Filter out every line below that lacks "Result", and copy the rest.
━━━ MATERIAL FOR THIS EXERCISE
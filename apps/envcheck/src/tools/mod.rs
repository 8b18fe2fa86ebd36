//! Tool adapters: the seam between the run matrix and the analyzers.
//!
//! The orchestrator only sees the `ToolAdapter` trait. `ToolRegistry` is the
//! production adapter; it dispatches to the built-in `cppcheck` runner or to a
//! command declared under `[tool.<name>]`.

pub mod command;
pub mod cppcheck;
pub mod filter;

use crate::config::ProjectConfig;
use crate::error::ToolError;
use crate::models::{Defect, Severity};
use std::io::{self, BufRead, BufReader, Read};
use std::path::Path;
use std::process::Child;
use tracing::debug;

/// Tool used by environments that do not declare `check_tool`.
pub const DEFAULT_TOOL: &str = "cppcheck";

#[derive(Debug, Clone, Default, PartialEq, Eq)]
/// Effective options for one (environment, tool) run.
pub struct ToolOptions {
    pub verbose: bool,
    pub silent: bool,
    /// `+<glob>` / `-<glob>` source selection tokens.
    pub filter: Vec<String>,
    /// Raw flags appended to the tool command line.
    pub flags: Vec<String>,
    /// Severities to report; empty means all.
    pub severity: Vec<Severity>,
}

impl ToolOptions {
    pub fn accepts(&self, severity: Severity) -> bool {
        self.severity.is_empty() || self.severity.contains(&severity)
    }
}

/// Everything an adapter needs to run one tool for one environment.
pub struct CheckRequest<'a> {
    pub tool: &'a str,
    pub project_dir: &'a Path,
    pub env: &'a str,
    pub options: &'a ToolOptions,
}

#[derive(Debug, Clone, Default)]
/// What a tool reported: its exit indicator and the defects that passed the
/// severity filter.
pub struct ToolRun {
    pub exit_code: i32,
    pub defects: Vec<Defect>,
}

/// Runs a single analyzer.
///
/// `on_defect`, when given, is called for every reported defect before
/// `check` returns. It must not influence the returned `ToolRun`.
pub trait ToolAdapter {
    fn check(
        &self,
        request: &CheckRequest<'_>,
        on_defect: Option<&mut dyn FnMut(&Defect)>,
    ) -> Result<ToolRun, ToolError>;
}

/// Applies the severity filter and forwards defects to the streaming
/// callback while collecting them.
pub(crate) struct DefectCollector<'a, 'cb> {
    options: &'a ToolOptions,
    on_defect: Option<&'cb mut dyn FnMut(&Defect)>,
    defects: Vec<Defect>,
}

impl<'a, 'cb> DefectCollector<'a, 'cb> {
    pub(crate) fn new(
        options: &'a ToolOptions,
        on_defect: Option<&'cb mut dyn FnMut(&Defect)>,
    ) -> Self {
        DefectCollector {
            options,
            on_defect,
            defects: Vec::new(),
        }
    }

    pub(crate) fn push(&mut self, defect: Defect) {
        if !self.options.accepts(defect.severity) {
            return;
        }
        if let Some(cb) = self.on_defect.as_deref_mut() {
            cb(&defect);
        }
        self.defects.push(defect);
    }

    pub(crate) fn finish(self, exit_code: i32) -> ToolRun {
        ToolRun {
            exit_code,
            defects: self.defects,
        }
    }
}

/// Feed each line of `reader` to `each`, decoding invalid UTF-8 lossily.
///
/// Only genuine read failures are returned as errors.
pub(crate) fn read_lines<R: Read>(reader: R, mut each: impl FnMut(&str)) -> io::Result<()> {
    let mut reader = BufReader::new(reader);
    let mut buf = Vec::new();
    loop {
        buf.clear();
        if reader.read_until(b'\n', &mut buf)? == 0 {
            return Ok(());
        }
        let line = String::from_utf8_lossy(&buf);
        each(line.trim_end_matches(['\n', '\r']));
    }
}

/// Reap a child whose output could not be read, then report the read error.
pub(crate) fn abort_child(child: &mut Child, tool: &str, source: io::Error) -> ToolError {
    if let Err(e) = child.kill() {
        debug!(tool, error = %e, "kill after read failure");
    }
    let _ = child.wait();
    ToolError::Output {
        tool: tool.to_string(),
        source,
    }
}

/// Production adapter backed by the project configuration.
pub struct ToolRegistry<'a> {
    config: &'a ProjectConfig,
}

impl<'a> ToolRegistry<'a> {
    pub fn new(config: &'a ProjectConfig) -> Self {
        ToolRegistry { config }
    }

    /// Whether `tool` can be dispatched.
    pub fn knows(&self, tool: &str) -> bool {
        self.config.tool.contains_key(tool) || tool == cppcheck::NAME
    }
}

impl ToolAdapter for ToolRegistry<'_> {
    fn check(
        &self,
        request: &CheckRequest<'_>,
        on_defect: Option<&mut dyn FnMut(&Defect)>,
    ) -> Result<ToolRun, ToolError> {
        if let Some(cfg) = self.config.tool.get(request.tool) {
            return command::CommandTool::new(request.tool, &cfg.command).check(request, on_defect);
        }
        if request.tool == cppcheck::NAME {
            let include_dir = request.project_dir.join(self.config.include_dir());
            return cppcheck::Cppcheck::new(include_dir).check(request, on_defect);
        }
        Err(ToolError::Unknown(request.tool.to_string()))
    }
}
impl ProjectConfig {
    /// Environment names in declaration order.
    pub fn env_names(&self) -> Vec<&str> {
        self.env.0.iter().map(|(n, _)| n.as_str()).collect()
    }

    pub fn environments(&self) -> impl Iterator<Item = (&str, &EnvConfig)> {
        self.env.0.iter().map(|(n, c)| (n.as_str(), c))
    }

    pub fn get_env(&self, name: &str) -> Option<&EnvConfig> {
        self.env.0.iter().find(|(n, _)| n == name).map(|(_, c)| c)
    }

    pub fn default_envs(&self) -> Vec<String> {
        self.project
            .default_envs
            .as_ref()
            .map(OneOrMany::to_vec)
            .unwrap_or_default()
    }

    pub fn src_dir(&self) -> &str {
        self.project.src_dir.as_deref().unwrap_or("src")
    }

    pub fn include_dir(&self) -> &str {
        self.project.include_dir.as_deref().unwrap_or("include")
    }

    /// Filter used when neither the CLI nor the environment declares one.
    pub fn default_filter(&self) -> Vec<String> {
        [self.src_dir(), self.include_dir()]
            .iter()
            .map(|d| format!("+<{}/>", base_name(d)))
            .collect()
    }

    /// Check names and values that must hold before any tool runs.
    ///
    /// `requested` is the explicit `--environment` selection (may be empty).
    pub fn validate(&self, requested: &[String], source: &Path) -> Result<(), ConfigError> {
        if self.env.0.is_empty() {
            return Err(ConfigError::NoEnvironments(source.to_path_buf()));
        }
        let names = self.env_names();
        let unknown: Vec<String> = requested
            .iter()
            .filter(|r| !names.contains(&r.as_str()))
            .cloned()
            .collect();
        if !unknown.is_empty() {
            return Err(ConfigError::UnknownEnvironments(unknown));
        }
        let unknown_defaults: Vec<String> = self
            .default_envs()
            .into_iter()
            .filter(|d| !names.contains(&d.as_str()))
            .collect();
        if !unknown_defaults.is_empty() {
            return Err(ConfigError::UnknownDefaultEnvironments(unknown_defaults));
        }
        for (name, env) in self.environments() {
            env.severities(name)?;
        }
        if let Some((name, _)) = self.tool.iter().find(|(_, t)| t.command.is_empty()) {
            return Err(ConfigError::EmptyToolCommand(name.clone()));
        }
        Ok(())
    }
}

/// Invocation-level overrides taken from the command line.
#[derive(Debug, Default, Clone)]
pub struct Overrides {
    pub filter: Vec<String>,
    pub flags: Vec<String>,
    pub severity: Vec<Severity>,
    pub silent: bool,
    pub verbose: bool,
}

/// Resolve the options handed to a tool for one environment.
///
/// Each list takes the first non-empty source of: CLI override, environment
/// option, built-in default. Silent mode pins severity to the highest level.
pub fn resolve_tool_options(
    config: &ProjectConfig,
    env_name: &str,
    env: &EnvConfig,
    overrides: &Overrides,
) -> Result<ToolOptions, ConfigError> {
    let filter = if !overrides.filter.is_empty() {
        overrides.filter.clone()
    } else {
        env.check_filter
            .as_ref()
            .map(OneOrMany::to_vec)
            .unwrap_or_else(|| config.default_filter())
    };
    let flags = if !overrides.flags.is_empty() {
        overrides.flags.clone()
    } else {
        env.check_flags.as_ref().map(OneOrMany::to_vec).unwrap_or_default()
    };
    let severity = if overrides.silent {
        vec![Severity::HIGHEST]
    } else if !overrides.severity.is_empty() {
        overrides.severity.clone()
    } else {
        env.severities(env_name)?.unwrap_or_default()
    };
    Ok(ToolOptions {
        verbose: overrides.verbose,
        silent: overrides.silent,
        filter,
        flags,
        severity,
    })
}

fn base_name(dir: &str) -> String {
    let trimmed = dir.trim_end_matches(['/', '\\']);
    Path::new(trimmed)
        .file_name()
        .map(|n| n.to_string_lossy().to_string())
        .unwrap_or_else(|| trimmed.to_string())
}

fn has_config(dir: &Path) -> bool {
    CONFIG_FILES.iter().any(|f| dir.join(f).is_file())
}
━━━━━━
:: REPLY ::
    ) -> Result<ToolRun, ToolError>;
pub(crate) fn read_lines<R: Read>(reader: R, mut each: impl FnMut(&str)) -> io::Result<()> {
    ) -> Result<ToolRun, ToolError> {
    pub fn validate(&self, requested: &[String], source: &Path) -> Result<(), ConfigError> {
) -> Result<ToolOptions, ConfigError> {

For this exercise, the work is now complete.